**Stored data:**
--- START ---

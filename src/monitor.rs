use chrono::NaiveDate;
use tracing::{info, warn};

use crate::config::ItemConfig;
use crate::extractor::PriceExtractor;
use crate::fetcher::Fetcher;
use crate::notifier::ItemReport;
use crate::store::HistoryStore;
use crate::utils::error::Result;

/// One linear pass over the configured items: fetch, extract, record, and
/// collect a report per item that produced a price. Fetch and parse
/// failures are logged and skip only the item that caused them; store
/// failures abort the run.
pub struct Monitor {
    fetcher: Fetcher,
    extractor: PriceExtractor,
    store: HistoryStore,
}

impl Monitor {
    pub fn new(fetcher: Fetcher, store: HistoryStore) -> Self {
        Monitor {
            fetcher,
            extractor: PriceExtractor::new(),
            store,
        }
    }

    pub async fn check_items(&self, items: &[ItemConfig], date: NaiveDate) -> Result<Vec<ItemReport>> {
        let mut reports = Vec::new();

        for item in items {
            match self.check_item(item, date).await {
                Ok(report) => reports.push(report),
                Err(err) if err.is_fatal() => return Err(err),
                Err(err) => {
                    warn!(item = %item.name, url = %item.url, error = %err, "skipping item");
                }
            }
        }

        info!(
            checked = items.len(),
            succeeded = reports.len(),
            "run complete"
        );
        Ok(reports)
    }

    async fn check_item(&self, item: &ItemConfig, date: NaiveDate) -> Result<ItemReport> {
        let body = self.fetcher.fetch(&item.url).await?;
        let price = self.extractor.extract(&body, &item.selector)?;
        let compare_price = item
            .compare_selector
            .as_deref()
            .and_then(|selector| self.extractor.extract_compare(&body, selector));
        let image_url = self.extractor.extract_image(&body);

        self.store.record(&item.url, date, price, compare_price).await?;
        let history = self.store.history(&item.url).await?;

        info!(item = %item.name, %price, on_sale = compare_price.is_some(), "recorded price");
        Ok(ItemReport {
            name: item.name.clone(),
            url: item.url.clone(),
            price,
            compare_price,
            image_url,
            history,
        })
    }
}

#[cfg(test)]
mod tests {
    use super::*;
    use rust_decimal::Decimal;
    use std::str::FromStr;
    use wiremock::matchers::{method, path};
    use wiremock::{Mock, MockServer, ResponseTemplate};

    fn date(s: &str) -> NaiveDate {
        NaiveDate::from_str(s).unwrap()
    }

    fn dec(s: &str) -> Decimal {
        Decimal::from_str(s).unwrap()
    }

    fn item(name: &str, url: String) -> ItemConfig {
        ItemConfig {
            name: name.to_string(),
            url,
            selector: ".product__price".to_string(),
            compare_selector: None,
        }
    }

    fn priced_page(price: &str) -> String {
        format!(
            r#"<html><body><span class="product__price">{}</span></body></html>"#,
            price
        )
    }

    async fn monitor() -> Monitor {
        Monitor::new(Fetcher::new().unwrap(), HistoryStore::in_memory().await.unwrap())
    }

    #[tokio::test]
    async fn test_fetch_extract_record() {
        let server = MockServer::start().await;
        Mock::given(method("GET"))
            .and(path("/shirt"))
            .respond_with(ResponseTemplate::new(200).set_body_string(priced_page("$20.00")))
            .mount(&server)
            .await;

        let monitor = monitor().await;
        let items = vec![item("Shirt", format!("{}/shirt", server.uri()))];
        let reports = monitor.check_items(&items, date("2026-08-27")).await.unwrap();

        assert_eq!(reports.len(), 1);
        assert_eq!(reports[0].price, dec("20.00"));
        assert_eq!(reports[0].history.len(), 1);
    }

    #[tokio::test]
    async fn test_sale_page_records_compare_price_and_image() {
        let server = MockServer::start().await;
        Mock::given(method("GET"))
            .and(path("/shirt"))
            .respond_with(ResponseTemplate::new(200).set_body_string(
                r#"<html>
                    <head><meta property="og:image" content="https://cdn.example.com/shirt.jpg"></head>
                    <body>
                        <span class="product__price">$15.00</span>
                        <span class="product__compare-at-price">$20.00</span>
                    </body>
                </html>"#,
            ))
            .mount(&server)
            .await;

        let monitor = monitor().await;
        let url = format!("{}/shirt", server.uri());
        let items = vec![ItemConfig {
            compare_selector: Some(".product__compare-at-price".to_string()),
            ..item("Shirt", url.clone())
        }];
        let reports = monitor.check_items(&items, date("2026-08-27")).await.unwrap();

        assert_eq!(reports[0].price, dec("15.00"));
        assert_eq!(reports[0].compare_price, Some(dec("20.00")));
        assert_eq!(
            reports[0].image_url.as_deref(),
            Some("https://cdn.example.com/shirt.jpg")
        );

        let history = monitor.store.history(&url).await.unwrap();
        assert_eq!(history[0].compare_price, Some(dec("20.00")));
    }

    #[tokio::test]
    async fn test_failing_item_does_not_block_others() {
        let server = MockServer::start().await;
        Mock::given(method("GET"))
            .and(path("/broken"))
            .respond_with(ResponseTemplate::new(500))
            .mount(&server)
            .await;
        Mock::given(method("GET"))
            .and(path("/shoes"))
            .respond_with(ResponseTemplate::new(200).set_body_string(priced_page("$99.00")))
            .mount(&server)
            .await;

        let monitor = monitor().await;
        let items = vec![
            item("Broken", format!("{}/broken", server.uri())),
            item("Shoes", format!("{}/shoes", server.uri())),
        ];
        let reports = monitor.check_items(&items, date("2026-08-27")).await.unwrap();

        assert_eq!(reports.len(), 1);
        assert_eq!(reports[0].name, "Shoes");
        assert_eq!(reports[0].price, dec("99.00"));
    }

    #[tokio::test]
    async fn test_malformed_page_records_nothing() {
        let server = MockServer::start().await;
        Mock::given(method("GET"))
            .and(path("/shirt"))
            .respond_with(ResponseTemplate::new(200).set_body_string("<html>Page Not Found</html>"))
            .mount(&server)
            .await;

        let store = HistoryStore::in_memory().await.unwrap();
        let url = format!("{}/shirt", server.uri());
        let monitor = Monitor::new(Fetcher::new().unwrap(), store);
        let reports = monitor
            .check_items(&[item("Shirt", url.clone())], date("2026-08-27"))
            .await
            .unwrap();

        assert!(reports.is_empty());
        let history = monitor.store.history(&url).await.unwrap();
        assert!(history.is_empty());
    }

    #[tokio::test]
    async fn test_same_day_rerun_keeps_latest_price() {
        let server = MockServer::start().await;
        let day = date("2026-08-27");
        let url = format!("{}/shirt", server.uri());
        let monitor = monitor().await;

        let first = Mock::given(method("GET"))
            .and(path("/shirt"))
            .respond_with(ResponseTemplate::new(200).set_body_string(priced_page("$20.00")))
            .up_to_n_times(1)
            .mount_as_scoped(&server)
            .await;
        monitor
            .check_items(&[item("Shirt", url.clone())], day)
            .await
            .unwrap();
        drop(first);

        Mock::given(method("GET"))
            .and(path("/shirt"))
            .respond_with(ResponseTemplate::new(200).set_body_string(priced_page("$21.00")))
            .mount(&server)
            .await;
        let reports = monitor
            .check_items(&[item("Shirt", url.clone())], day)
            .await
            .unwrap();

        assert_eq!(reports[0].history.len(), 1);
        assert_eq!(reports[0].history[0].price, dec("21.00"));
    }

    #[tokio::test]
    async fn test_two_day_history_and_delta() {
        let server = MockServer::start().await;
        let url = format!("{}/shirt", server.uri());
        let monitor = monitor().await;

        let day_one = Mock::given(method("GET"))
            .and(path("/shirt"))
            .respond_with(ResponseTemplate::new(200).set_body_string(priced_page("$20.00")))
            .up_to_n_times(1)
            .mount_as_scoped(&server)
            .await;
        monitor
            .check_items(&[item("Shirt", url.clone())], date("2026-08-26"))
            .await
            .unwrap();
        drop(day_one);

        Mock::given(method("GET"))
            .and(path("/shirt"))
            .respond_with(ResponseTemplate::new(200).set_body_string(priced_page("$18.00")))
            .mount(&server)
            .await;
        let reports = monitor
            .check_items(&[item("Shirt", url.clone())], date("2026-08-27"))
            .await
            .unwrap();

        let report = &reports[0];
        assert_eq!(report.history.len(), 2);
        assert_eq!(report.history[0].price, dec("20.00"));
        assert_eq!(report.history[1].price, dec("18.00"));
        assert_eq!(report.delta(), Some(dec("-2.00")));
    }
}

--- END ---

**What to produce:**
Every line in the records above that contains the word "example" is to be copied out.

**Exercise result:**
                    <head><meta property="og:image" content="https://cdn.example.com/shirt.jpg"></head>
            Some("https://cdn.example.com/shirt.jpg")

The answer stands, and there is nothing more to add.